On Sunday, I boxed up Bukowski. I boxed up Bangs. And Talese, too.
It was when I got to this room, where I sit now, empty and ready box in hand, that the significance of what I was doing hit me.
This is the room where I write. On an iMac, which is on an antique-looking, colonial-style desk, which is in what I like to call my library (a cozy little space with deep red walls, cherry-stained bookshelves and, of course, books). Most of my modest collection—400 books or so (and still growing)—call this room home.

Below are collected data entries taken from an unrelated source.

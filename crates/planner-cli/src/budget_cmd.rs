//! `planner budget add` command: append a budget line item to an event.

use std::io::Write;

use anyhow::Result;
use tokio_util::sync::CancellationToken;

use planner_core::{NewBudgetItem, PlannerService};

use crate::BudgetCommands;
use crate::format::format_money;
use crate::parse::{parse_decimal, parse_id, parse_status};

pub async fn run_budget_command(
    command: BudgetCommands,
    service: &PlannerService,
    cancel: &CancellationToken,
    out: &mut impl Write,
) -> Result<()> {
    let BudgetCommands::Add {
        event_id,
        category,
        description,
        amount,
        status,
    } = command;

    let event_id = parse_id(&event_id, "event")?;
    let input = NewBudgetItem::new(parse_decimal(&amount, "amount")?, parse_status(&status)?)
        .category(category)
        .description(description);

    let item = service.add_budget_item(event_id, input, cancel).await?;
    writeln!(
        out,
        "Added {} {} ({}) to event {event_id}.",
        format_money(item.amount, ""),
        item.category,
        item.status
    )?;
    Ok(())
}
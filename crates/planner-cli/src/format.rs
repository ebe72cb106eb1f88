//! Console formatting: money strings and plain-text tables.

use rust_decimal::{Decimal, RoundingStrategy};

/// Render an amount with two decimal places, prefixed by its currency code.
///
/// A blank currency yields the bare amount. Midpoints round away from zero.
pub fn format_money(amount: Decimal, currency: &str) -> String {
    let currency = currency.trim();
    let amount = amount.round_dp_with_strategy(2, RoundingStrategy::MidpointAwayFromZero);
    if currency.is_empty() {
        format!("{amount:.2}")
    } else {
        format!("{currency} {amount:.2}")
    }
}

/// Staff cost cell. Rate times hours can overflow on hand-edited data.
pub fn format_cost(cost: Option<Decimal>, currency: &str) -> String {
    match cost {
        Some(cost) => format_money(cost, currency),
        None => "overflow".to_string(),
    }
}

/// Shown in table cells whose value is blank.
pub const EMPTY_CELL: &str = "—";

/// Substitute [`EMPTY_CELL`] for a blank value.
pub fn or_dash(value: &str) -> &str {
    if value.trim().is_empty() {
        EMPTY_CELL
    } else {
        value
    }
}

/// Render rows under a header, padding each column to its widest cell.
///
/// ```text
/// Name | Date
/// -----+-----------
/// Expo | 2025-04-02
/// ```
///
/// Every line ends with `\n`. Rows shorter than the header are padded with
/// empty cells.
pub fn render_table(headers: &[&str], rows: &[Vec<String>]) -> String {
    let mut widths: Vec<usize> = headers.iter().map(|h| h.chars().count()).collect();
    for row in rows {
        for (i, cell) in row.iter().enumerate().take(widths.len()) {
            widths[i] = widths[i].max(cell.chars().count());
        }
    }

    let mut out = String::new();
    push_row(&mut out, headers.iter().copied(), &widths);

    let separator: Vec<String> = widths.iter().map(|w| "-".repeat(*w)).collect();
    out.push_str(separator.join("-+-").as_str());
    out.push('\n');

    for row in rows {
        let cells = (0..widths.len()).map(|i| row.get(i).map(String::as_str).unwrap_or(""));
        push_row(&mut out, cells, &widths);
    }
    out
}

fn push_row<'a>(out: &mut String, cells: impl Iterator<Item = &'a str>, widths: &[usize]) {
    let padded: Vec<String> = cells
        .zip(widths)
        .map(|(cell, width)| {
            let pad = width.saturating_sub(cell.chars().count());
            format!("{cell}{}", " ".repeat(pad))
        })
        .collect();
    out.push_str(padded.join(" | ").trim_end());
    out.push('\n');
}
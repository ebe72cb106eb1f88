//! Core of the event budget planner: data model, identity generation,
//! persistence contract and the planning service.

pub mod error;
pub mod ids;
pub mod models;
pub mod money;
pub mod service;
pub mod store;

pub use error::{PlannerError, Result};
pub use ids::{IdGenerator, RandomIdGenerator, SequentialIdGenerator};
pub use models::{
    BudgetItem, BudgetStatus, Event, NewBudgetItem, NewEvent, NewStaffAssignment, StaffAssignment,
};
pub use service::{
    EventSummary, PlannerService, PortfolioSummary, TotalsOverflow, build_event_summary,
    build_portfolio_summary,
};
pub use store::{EventStore, JsonFileStore, MemoryStore, StoreError};
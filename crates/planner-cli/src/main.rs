mod budget_cmd;
mod config;
mod event_cmds;
mod format;
mod parse;
mod serve_cmd;
mod staff_cmd;
mod summary_cmds;
#[cfg(test)]
mod test_util;

use std::path::{Path, PathBuf};
use std::sync::Arc;

use clap::{Parser, Subcommand};
use tokio_util::sync::CancellationToken;

use planner_core::{JsonFileStore, PlannerService, RandomIdGenerator};

use config::PlannerConfig;

#[derive(Parser)]
#[command(name = "planner", about = "Event budget planner")]
struct Cli {
    /// Path of the JSON data file (overrides PLANNER_DATA_FILE env var)
    #[arg(long, global = true)]
    data_file: Option<PathBuf>,

    #[command(subcommand)]
    command: Commands,
}

#[derive(Subcommand)]
pub enum Commands {
    /// Write a planner config file (use --data-file to pin the data file)
    Init {
        /// Overwrite existing config file
        #[arg(long)]
        force: bool,
    },
    /// Event management
    Event {
        #[command(subcommand)]
        command: EventCommands,
    },
    /// Budget line items
    Budget {
        #[command(subcommand)]
        command: BudgetCommands,
    },
    /// Staff assignments
    Staff {
        #[command(subcommand)]
        command: StaffCommands,
    },
    /// Budget summaries
    Summary {
        #[command(subcommand)]
        command: SummaryCommands,
    },
    /// Serve the JSON API and HTML dashboard
    Serve {
        /// Address to bind (defaults to the config file, then 127.0.0.1)
        #[arg(long)]
        bind: Option<String>,
        /// Port to listen on (defaults to the config file, then 8080)
        #[arg(long)]
        port: Option<u16>,
    },
}

#[derive(Subcommand)]
pub enum EventCommands {
    /// Create a new event
    Create {
        /// Event name
        #[arg(long)]
        name: String,
        /// Event date (YYYY-MM-DD)
        #[arg(long)]
        date: String,
        /// Venue
        #[arg(long, default_value = "")]
        venue: String,
        /// Target budget
        #[arg(long)]
        budget: String,
        /// Three-letter currency code
        #[arg(long, default_value = "USD")]
        currency: String,
    },
    /// List all events
    List,
    /// Show an event with its budget items and staff
    Details {
        /// Event ID
        #[arg(long)]
        id: String,
    },
}

#[derive(Subcommand)]
pub enum BudgetCommands {
    /// Add a budget line item to an event
    Add {
        /// Event ID
        #[arg(long)]
        event_id: String,
        #[arg(long, default_value = "General")]
        category: String,
        #[arg(long, default_value = "")]
        description: String,
        /// Amount in the event's currency
        #[arg(long)]
        amount: String,
        /// planned, committed or paid
        #[arg(long, default_value = "planned")]
        status: String,
    },
}

#[derive(Subcommand)]
pub enum StaffCommands {
    /// Assign a staff member to an event
    Add {
        /// Event ID
        #[arg(long)]
        event_id: String,
        /// Full name
        #[arg(long)]
        name: String,
        #[arg(long, default_value = "")]
        role: String,
        /// Hourly rate
        #[arg(long)]
        rate: String,
        /// Hours booked
        #[arg(long)]
        hours: String,
    },
}

#[derive(Subcommand)]
pub enum SummaryCommands {
    /// Budget rollup for one event
    Event {
        /// Event ID
        #[arg(long)]
        id: String,
    },
    /// Budget rollup across every event
    Portfolio,
}

fn cmd_init(data_file: Option<&Path>, force: bool) -> anyhow::Result<()> {
    let path = config::config_path();

    if path.exists() && !force {
        anyhow::bail!(
            "config file already exists at {}\nUse --force to overwrite.",
            path.display()
        );
    }

    let data_file = data_file
        .map(Path::to_path_buf)
        .unwrap_or_else(|| PathBuf::from(config::DEFAULT_DATA_FILE));

    let cfg = config::ConfigFile {
        storage: config::StorageSection {
            data_file: Some(data_file.clone()),
        },
        server: config::ServerSection::default(),
    };

    config::save_config(&cfg)?;

    println!("Config written to {}", path.display());
    println!("  storage.data_file = {}", data_file.display());
    println!("  server = {}:{}", cfg.server.bind, cfg.server.port);

    Ok(())
}

/// Build a service over the JSON data file at `path`.
fn open_service(path: &Path) -> Arc<PlannerService> {
    Arc::new(PlannerService::new(
        Arc::new(JsonFileStore::new(path)),
        Arc::new(RandomIdGenerator),
    ))
}

/// Token cancelled when the process receives Ctrl+C.
fn cancel_on_ctrl_c() -> CancellationToken {
    let token = CancellationToken::new();
    let trigger = token.clone();
    tokio::spawn(async move {
        if tokio::signal::ctrl_c().await.is_ok() {
            tracing::warn!("interrupt received, cancelling");
            trigger.cancel();
        }
    });
    token
}

/// Resolved configuration plus a service over its data file.
fn open(cli_data_file: Option<PathBuf>) -> anyhow::Result<(PlannerConfig, Arc<PlannerService>)> {
    let resolved = PlannerConfig::resolve(cli_data_file)?;
    tracing::debug!(data_file = %resolved.data_file.display(), "resolved data file");
    let service = open_service(&resolved.data_file);
    Ok((resolved, service))
}

async fn run(cli: Cli) -> anyhow::Result<()> {
    let cancel = cancel_on_ctrl_c();

    match cli.command {
        Commands::Init { force } => {
            cmd_init(cli.data_file.as_deref(), force)?;
        }
        Commands::Event { command } => {
            let (_, service) = open(cli.data_file)?;
            let mut out = std::io::stdout().lock();
            event_cmds::run_event_command(command, &service, &cancel, &mut out).await?;
        }
        Commands::Budget { command } => {
            let (_, service) = open(cli.data_file)?;
            let mut out = std::io::stdout().lock();
            budget_cmd::run_budget_command(command, &service, &cancel, &mut out).await?;
        }
        Commands::Staff { command } => {
            let (_, service) = open(cli.data_file)?;
            let mut out = std::io::stdout().lock();
            staff_cmd::run_staff_command(command, &service, &cancel, &mut out).await?;
        }
        Commands::Summary { command } => {
            let (_, service) = open(cli.data_file)?;
            let mut out = std::io::stdout().lock();
            summary_cmds::run_summary_command(command, &service, &cancel, &mut out).await?;
        }
        Commands::Serve { bind, port } => {
            let (resolved, service) = open(cli.data_file)?;
            let bind = bind.unwrap_or(resolved.bind);
            let port = port.unwrap_or(resolved.port);
            serve_cmd::run_serve(service, &bind, port, cancel).await?;
        }
    }

    Ok(())
}

#[tokio::main]
async fn main() {
    let cli = Cli::parse();

    // Keep table output clean unless the server is running.
    let default_filter = match cli.command {
        Commands::Serve { .. } => "info",
        _ => "warn",
    };
    tracing_subscriber::fmt()
        .with_writer(std::io::stderr)
        .with_env_filter(
            tracing_subscriber::EnvFilter::try_from_default_env()
                .unwrap_or_else(|_| tracing_subscriber::EnvFilter::new(default_filter)),
        )
        .init();

    if let Err(e) = run(cli).await {
        eprintln!("Error: {e:#}");
        std::process::exit(1);
    }
}
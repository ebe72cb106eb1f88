//! CLI handlers for `planner event` subcommands.
//!
//! Implements:
//! - `planner event create`  -- create and persist a new event
//! - `planner event list`    -- list all events in table format
//! - `planner event details` -- show one event with its items and staff

use std::io::Write;

use anyhow::Result;
use tokio_util::sync::CancellationToken;

use planner_core::{Event, NewEvent, PlannerService};

use crate::EventCommands;
use crate::format::{format_cost, format_money, or_dash, render_table};
use crate::parse::{parse_date, parse_decimal, parse_id};

// -----------------------------------------------------------------------
// Public entry point
// -----------------------------------------------------------------------

/// Dispatch an `EventCommands` variant to the appropriate handler.
pub async fn run_event_command(
    command: EventCommands,
    service: &PlannerService,
    cancel: &CancellationToken,
    out: &mut impl Write,
) -> Result<()> {
    match command {
        EventCommands::Create {
            name,
            date,
            venue,
            budget,
            currency,
        } => {
            let input = NewEvent::new(name, parse_date(&date)?, parse_decimal(&budget, "budget")?)
                .venue(venue)
                .currency(currency);
            cmd_create(service, input, cancel, out).await
        }
        EventCommands::List => cmd_list(service, cancel, out).await,
        EventCommands::Details { id } => {
            let id = parse_id(&id, "event")?;
            cmd_details(service, id, cancel, out).await
        }
    }
}

// -----------------------------------------------------------------------
// Handlers
// -----------------------------------------------------------------------

async fn cmd_create(
    service: &PlannerService,
    input: NewEvent,
    cancel: &CancellationToken,
    out: &mut impl Write,
) -> Result<()> {
    let event = service.create_event(input, cancel).await?;
    writeln!(
        out,
        "Created event '{}' with id {} on {} ({}).",
        event.name,
        event.id,
        event.date,
        format_money(event.target_budget, &event.currency)
    )?;
    Ok(())
}

async fn cmd_list(
    service: &PlannerService,
    cancel: &CancellationToken,
    out: &mut impl Write,
) -> Result<()> {
    let events = service.list_events(cancel).await?;
    if events.is_empty() {
        writeln!(out, "No events found. Use 'event create' to add one.")?;
        return Ok(());
    }

    let rows: Vec<Vec<String>> = events
        .iter()
        .map(|e| {
            vec![
                e.id.to_string(),
                e.name.clone(),
                e.date.to_string(),
                or_dash(&e.venue).to_string(),
                format_money(e.target_budget, &e.currency),
            ]
        })
        .collect();
    write!(
        out,
        "{}",
        render_table(&["Id", "Name", "Date", "Venue", "Budget"], &rows)
    )?;
    Ok(())
}

async fn cmd_details(
    service: &PlannerService,
    id: uuid::Uuid,
    cancel: &CancellationToken,
    out: &mut impl Write,
) -> Result<()> {
    match service.get_event(id, cancel).await? {
        Some(event) => write_event(&event, out),
        None => {
            writeln!(out, "Event {id} not found.")?;
            Ok(())
        }
    }
}

fn write_event(event: &Event, out: &mut impl Write) -> Result<()> {
    writeln!(out, "Event {} ({})", event.name, event.id)?;
    writeln!(out, "  Date: {}", event.date)?;
    writeln!(out, "  Venue: {}", or_dash(&event.venue))?;
    writeln!(
        out,
        "  Budget: {}",
        format_money(event.target_budget, &event.currency)
    )?;
    writeln!(out)?;

    if event.budget_items.is_empty() {
        writeln!(out, "No budget items yet.")?;
    } else {
        let rows: Vec<Vec<String>> = event
            .budget_items
            .iter()
            .map(|item| {
                vec![
                    item.category.clone(),
                    or_dash(&item.description).to_string(),
                    format_money(item.amount, &event.currency),
                    item.status.to_string(),
                ]
            })
            .collect();
        writeln!(out, "Budget Items:")?;
        write!(
            out,
            "{}",
            render_table(&["Category", "Description", "Amount", "Status"], &rows)
        )?;
    }
    writeln!(out)?;

    if event.staff.is_empty() {
        writeln!(out, "No staff assignments yet.")?;
    } else {
        let rows: Vec<Vec<String>> = event
            .staff
            .iter()
            .map(|s| {
                vec![
                    s.full_name.clone(),
                    or_dash(&s.role).to_string(),
                    s.hours_booked.normalize().to_string(),
                    format_money(s.hourly_rate, &event.currency),
                    format_cost(s.total_cost(), &event.currency),
                ]
            })
            .collect();
        writeln!(out, "Staff Assignments:")?;
        write!(
            out,
            "{}",
            render_table(&["Name", "Role", "Hours", "Rate", "Cost"], &rows)
        )?;
    }
    Ok(())
}

// -----------------------------------------------------------------------
// Tests
// -----------------------------------------------------------------------
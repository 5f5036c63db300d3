//! Core library for the `weather` temperature aggregator.
//!
//! This crate defines:
//! - Configuration & credentials handling
//! - The provider capability and its OpenWeatherMap / Weatherstack adapters
//! - The fan-out aggregator that averages providers under a deadline
//!
//! It is used by `weather-cli`, but can also be reused by other binaries or services.

pub mod aggregator;
pub mod config;
pub mod error;
pub mod model;
pub mod provider;

pub use aggregator::{DEFAULT_TIMEOUT, MultiProvider};
pub use config::{Config, ProviderConfig};
pub use error::AggregateError;
pub use model::TemperatureReport;
pub use provider::{ProviderId, SharedProvider, TemperatureProvider, providers_from_config};

/// Build the aggregator described by `config`.
pub fn aggregator_from_config(config: &Config) -> anyhow::Result<MultiProvider> {
    let providers = providers_from_config(config)?;
    Ok(MultiProvider::new(providers, config.timeout())?)
}
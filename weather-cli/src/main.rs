//! Binary crate for the `weather` command-line tool.
//!
//! This crate focuses on:
//! - Parsing CLI arguments
//! - Interactive configuration
//! - Serving aggregated temperatures over HTTP

use clap::Parser;

mod cli;
mod server;

#[tokio::main]
async fn main() -> anyhow::Result<()> {
    init_logging();

    let cmd = cli::Cli::parse();
    cmd.run().await
}

/// Initialise the `tracing` subscriber.
///
/// `RUST_LOG` overrides the default filter; `WEATHER_LOG_JSON` switches to JSON lines.
fn init_logging() {
    use tracing_subscriber::{EnvFilter, fmt};

    let env_filter = EnvFilter::try_from_default_env()
        .unwrap_or_else(|_| EnvFilter::new("weather=info,weather_core=info"));

    if std::env::var("WEATHER_LOG_JSON").is_ok() {
        fmt()
            .json()
            .with_env_filter(env_filter)
            .with_target(true)
            .with_writer(std::io::stderr)
            .init();
    } else {
        fmt()
            .with_env_filter(env_filter)
            .with_target(true)
            .with_writer(std::io::stderr)
            .init();
    }
}
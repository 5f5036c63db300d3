//! Fan-out/fan-in temperature aggregation.
//!
//! Every provider is queried on its own detached task. The caller's loop
//! consumes outcomes in arrival order against a single deadline and fails on
//! the first error or on expiry. Tasks still running when the call returns
//! are left to finish on their own; their results are dropped.

use std::{sync::Arc, time::Duration};

use async_trait::async_trait;
use tokio::sync::mpsc;
use tracing::{debug, warn};

use crate::{
    error::AggregateError,
    provider::{SharedProvider, TemperatureProvider},
};

/// Deadline applied when none is configured.
pub const DEFAULT_TIMEOUT: Duration = Duration::from_millis(300);

/// Averages readings from a fixed, non-empty set of providers.
#[derive(Debug, Clone)]
pub struct MultiProvider {
    providers: Arc<[SharedProvider]>,
    timeout: Duration,
}

impl MultiProvider {
    /// Fails with [`AggregateError::NoProviders`] when `providers` is empty.
    pub fn new(providers: Vec<SharedProvider>, timeout: Duration) -> Result<Self, AggregateError> {
        if providers.is_empty() {
            return Err(AggregateError::NoProviders);
        }
        Ok(Self { providers: providers.into(), timeout })
    }

    /// Number of queries issued per call, repeats included. Never zero.
    pub fn provider_count(&self) -> usize {
        self.providers.len()
    }

    pub fn timeout(&self) -> Duration {
        self.timeout
    }

    /// Mean temperature across all providers, or the first failure.
    ///
    /// Succeeds only if every provider answers successfully before the
    /// deadline, which starts when the queries are dispatched. When several
    /// events are ready at once, expiry beats an error and an error beats a
    /// success.
    #[tracing::instrument(skip(self), fields(providers = self.providers.len()))]
    pub async fn temperature(&self, city: &str) -> Result<f64, AggregateError> {
        let n = self.providers.len();
        let (ok_tx, mut ok_rx) = mpsc::channel::<f64>(n);
        let (err_tx, mut err_rx) = mpsc::channel::<AggregateError>(n);

        let deadline = tokio::time::sleep(self.timeout);
        tokio::pin!(deadline);

        for provider in self.providers.iter() {
            let provider = Arc::clone(provider);
            let city = city.to_owned();
            let ok_tx = ok_tx.clone();
            let err_tx = err_tx.clone();

            // Detached: the handle is dropped and the task is never aborted.
            tokio::spawn(async move {
                let name = provider.name();
                match provider.temperature(&city).await {
                    Ok(t) => {
                        debug!(provider = name, temperature = t, "provider answered");
                        let _ = ok_tx.send(t).await;
                    }
                    Err(e) => {
                        debug!(provider = name, error = %format_args!("{e:#}"), "provider failed");
                        let _ = err_tx.send(AggregateError::provider(name, e)).await;
                    }
                }
            });
        }
        drop(ok_tx);
        drop(err_tx);

        let mut sum = 0.0;
        for _ in 0..n {
            tokio::select! {
                biased;

                () = &mut deadline => {
                    warn!(timeout_ms = self.timeout.as_millis() as u64, "providers timed out");
                    return Err(AggregateError::Timeout { after: self.timeout });
                }
                Some(err) = err_rx.recv() => {
                    if let AggregateError::Provider { provider, .. } = &err {
                        warn!(provider, error = %err, "aborting aggregation on provider error");
                    }
                    return Err(err);
                }
                Some(t) = ok_rx.recv() => {
                    sum += t;
                }
            }
        }

        Ok(sum / n as f64)
    }
}

#[async_trait]
impl TemperatureProvider for MultiProvider {
    fn name(&self) -> &'static str {
        "multi"
    }

    async fn temperature(&self, city: &str) -> anyhow::Result<f64> {
        Ok(MultiProvider::temperature(self, city).await?)
    }
}
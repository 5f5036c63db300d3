use std::time::Duration;

use thiserror::Error;

/// Failure of a single aggregated temperature query.
#[derive(Debug, Error)]
pub enum AggregateError {
    /// The aggregator was built without any providers.
    #[error("no temperature providers configured")]
    NoProviders,

    /// Not every provider answered before the deadline.
    #[error("api time out after {after:?}")]
    Timeout { after: Duration },

    /// The first provider error observed; the message is the provider's own
    /// full context chain.
    #[error("{source:#}")]
    Provider {
        /// Provider label, kept for logging only.
        provider: &'static str,
        #[source]
        source: anyhow::Error,
    },
}

impl AggregateError {
    pub fn provider(provider: &'static str, source: anyhow::Error) -> Self {
        Self::Provider { provider, source }
    }

    pub fn is_timeout(&self) -> bool {
        matches!(self, Self::Timeout { .. })
    }
}
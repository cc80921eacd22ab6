// Index manifest
// Records which embedding provider and document produced an index directory


use chrono::{DateTime, Utc};
use serde::{Deserialize, Serialize};
use std::fs;
use std::path::Path;
use tracing::{debug, warn};

use crate::embeddings::ProviderIdentity;
use crate::{QaError, Result};

pub const MANIFEST_FILE_NAME: &str = "index.toml";

/// Description of an index, written alongside its pages table
#[derive(Debug, Clone, PartialEq, Serialize, Deserialize)]
pub struct IndexManifest {
    pub dimension: usize,
    pub source: String,
    pub page_count: usize,
    pub created_at: DateTime<Utc>,
    pub embedding: ProviderIdentity,
}

impl IndexManifest {
    #[inline]
    pub fn write(&self, directory: &Path) -> Result<()> {
        let path = directory.join(MANIFEST_FILE_NAME);
        let content = toml::to_string_pretty(self)
            .map_err(|e| QaError::Storage(format!("Failed to serialize index manifest: {}", e)))?;
        fs::write(&path, content).map_err(|e| {
            QaError::Storage(format!("Failed to write {}: {}", path.display(), e))
        })?;
        debug!("Wrote index manifest to {}", path.display());
        Ok(())
    }

    /// Read the manifest in `directory`, if one was written
    #[inline]
    pub fn read(directory: &Path) -> Result<Option<Self>> {
        let path = directory.join(MANIFEST_FILE_NAME);
        if !path.is_file() {
            return Ok(None);
        }

        let content = fs::read_to_string(&path).map_err(|e| {
            QaError::IndexUnavailable(format!("Failed to read {}: {}", path.display(), e))
        })?;
        let manifest = toml::from_str(&content).map_err(|e| {
            QaError::IndexUnavailable(format!("Failed to parse {}: {}", path.display(), e))
        })?;
        Ok(Some(manifest))
    }

    /// Warn when the active embedding provider differs from the one that built the index.
    /// Returns whether they match.
    #[inline]
    pub fn check_provider(&self, active: &ProviderIdentity) -> bool {
        if self.embedding == *active {
            return true;
        }
        warn!(
            "Index was built with {} but the active embedding provider is {}; answers may be poor until the document is processed again",
            self.embedding, active
        );
        false
    }
}
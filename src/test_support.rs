// Deterministic providers and PDF fixtures shared by unit tests

use std::sync::Mutex;

use crate::config::ProviderBackend;
use crate::embeddings::{EmbeddingProvider, ProviderIdentity};
use crate::generation::GenerationProvider;
use crate::{QaError, Result};

pub const DIMENSION: usize = 64;

/// Bag-of-words embedding: texts sharing words land close together
#[derive(Debug, Default)]
pub struct KeywordEmbedder;

impl EmbeddingProvider for KeywordEmbedder {
    fn identity(&self) -> ProviderIdentity {
        ProviderIdentity {
            backend: ProviderBackend::Ollama,
            model: "keyword-test".to_string(),
        }
    }

    fn embed(&self, text: &str) -> Result<Vec<f32>> {
        Ok(keyword_vector(text))
    }
}

pub fn keyword_vector(text: &str) -> Vec<f32> {
    let mut vector = vec![0.0f32; DIMENSION];
    for word in text
        .split(|c: char| !c.is_alphanumeric())
        .filter(|w| w.len() > 2)
    {
        let bucket = word
            .to_lowercase()
            .bytes()
            .fold(2_166_136_261u32, |hash, b| {
                (hash ^ u32::from(b)).wrapping_mul(16_777_619)
            }) as usize
            % DIMENSION;
        vector[bucket] += 1.0;
    }
    // Keep every vector non-zero so cosine distance is defined
    vector[DIMENSION - 1] += 0.01;
    let norm = vector.iter().map(|v| v * v).sum::<f32>().sqrt();
    vector.iter().map(|v| v / norm).collect()
}

/// Always fails, as an unreachable provider would
#[derive(Debug, Default)]
pub struct FailingEmbedder;

impl EmbeddingProvider for FailingEmbedder {
    fn identity(&self) -> ProviderIdentity {
        ProviderIdentity {
            backend: ProviderBackend::OpenAi,
            model: "unreachable".to_string(),
        }
    }

    fn embed(&self, _text: &str) -> Result<Vec<f32>> {
        Err(QaError::EmbeddingProvider(
            "Could not connect to http://127.0.0.1:9/".to_string(),
        ))
    }
}

/// Answers with the question followed by the context it was given, recording each call
#[derive(Debug, Default)]
pub struct EchoGenerator {
    pub calls: Mutex<Vec<(String, String)>>,
}

impl EchoGenerator {
    pub fn contexts(&self) -> Vec<String> {
        self.calls
            .lock()
            .expect("calls lock")
            .iter()
            .map(|(context, _)| context.clone())
            .collect()
    }
}

impl GenerationProvider for EchoGenerator {
    fn identity(&self) -> ProviderIdentity {
        ProviderIdentity {
            backend: ProviderBackend::Ollama,
            model: "echo-test".to_string(),
        }
    }

    fn generate(&self, context: &str, question: &str) -> Result<String> {
        self.calls
            .lock()
            .expect("calls lock")
            .push((context.to_string(), question.to_string()));
        Ok(format!("Q: {} | C: {}", question, context))
    }
}

#[derive(Debug, Default)]
pub struct FailingGenerator;

impl GenerationProvider for FailingGenerator {
    fn identity(&self) -> ProviderIdentity {
        ProviderIdentity {
            backend: ProviderBackend::OpenAi,
            model: "rate-limited".to_string(),
        }
    }

    fn generate(&self, _context: &str, _question: &str) -> Result<String> {
        Err(QaError::GenerationProvider(
            "HTTP 429: Rate limit reached".to_string(),
        ))
    }
}

/// Build a PDF with one page per entry; each entry's lines are drawn in Helvetica.
/// An empty entry produces a page with no text.
pub fn pdf_bytes(pages: &[&str]) -> Vec<u8> {
    let page_count = pages.len();
    let mut objects: Vec<String> = Vec::new();

    let kids = (0..page_count)
        .map(|i| format!("{} 0 R", 4 + 2 * i))
        .collect::<Vec<_>>()
        .join(" ");
    objects.push("<< /Type /Catalog /Pages 2 0 R >>".to_string());
    objects.push(format!(
        "<< /Type /Pages /Kids [{}] /Count {} >>",
        kids, page_count
    ));
    objects.push("<< /Type /Font /Subtype /Type1 /BaseFont /Helvetica >>".to_string());

    for (i, text) in pages.iter().enumerate() {
        let content_id = 5 + 2 * i;
        objects.push(format!(
            "<< /Type /Page /Parent 2 0 R /MediaBox [0 0 612 792] \
             /Resources << /Font << /F1 3 0 R >> >> /Contents {} 0 R >>",
            content_id
        ));

        let mut stream = String::new();
        if !text.is_empty() {
            stream.push_str("BT\n/F1 12 Tf\n72 720 Td\n14 TL\n");
            for line in text.lines() {
                let escaped = line
                    .replace('\\', "\\\\")
                    .replace('(', "\\(")
                    .replace(')', "\\)");
                stream.push_str(&format!("({}) Tj\nT*\n", escaped));
            }
            stream.push_str("ET\n");
        }
        objects.push(format!(
            "<< /Length {} >>\nstream\n{}endstream",
            stream.len(),
            stream
        ));
    }

    let mut out = String::from("%PDF-1.4\n");
    let mut offsets = Vec::with_capacity(objects.len());
    for (i, body) in objects.iter().enumerate() {
        offsets.push(out.len());
        out.push_str(&format!("{} 0 obj\n{}\nendobj\n", i + 1, body));
    }

    let xref_offset = out.len();
    out.push_str(&format!("xref\n0 {}\n", objects.len() + 1));
    out.push_str("0000000000 65535 f \n");
    for offset in offsets {
        out.push_str(&format!("{:010} 00000 n \n", offset));
    }
    out.push_str(&format!(
        "trailer\n<< /Size {} /Root 1 0 R >>\nstartxref\n{}\n%%EOF\n",
        objects.len() + 1,
        xref_offset
    ));

    out.into_bytes()
}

The shelves that line the wall to my left, however, are empty now, and so too is the room, the atmosphere. Before tonight, whether writing or reading, I never felt alone, inspiration never far away. Tonight, the journalists, the poets, the observers, the thinkers, the rock critics, the astronomers, the geographers, the playwrights, the storytellers, the truth-tellers are all eerily quiet. Silent.
Size, at least in this particular case, doesn’t matter. Quality is what counts here. Fill it with the works of the writers you love, or want to read, or want to write like. Let the voices in; surround yourself with those who inspire you to “write as well as you can.”
While I’ve realized for quite some time the importance and value my personal library holds, the silence stifling this empty room at this moment makes this point even more pronounced, more palpable. All writers must have their own library. There’s no better way to write than to do so in the company of heroes.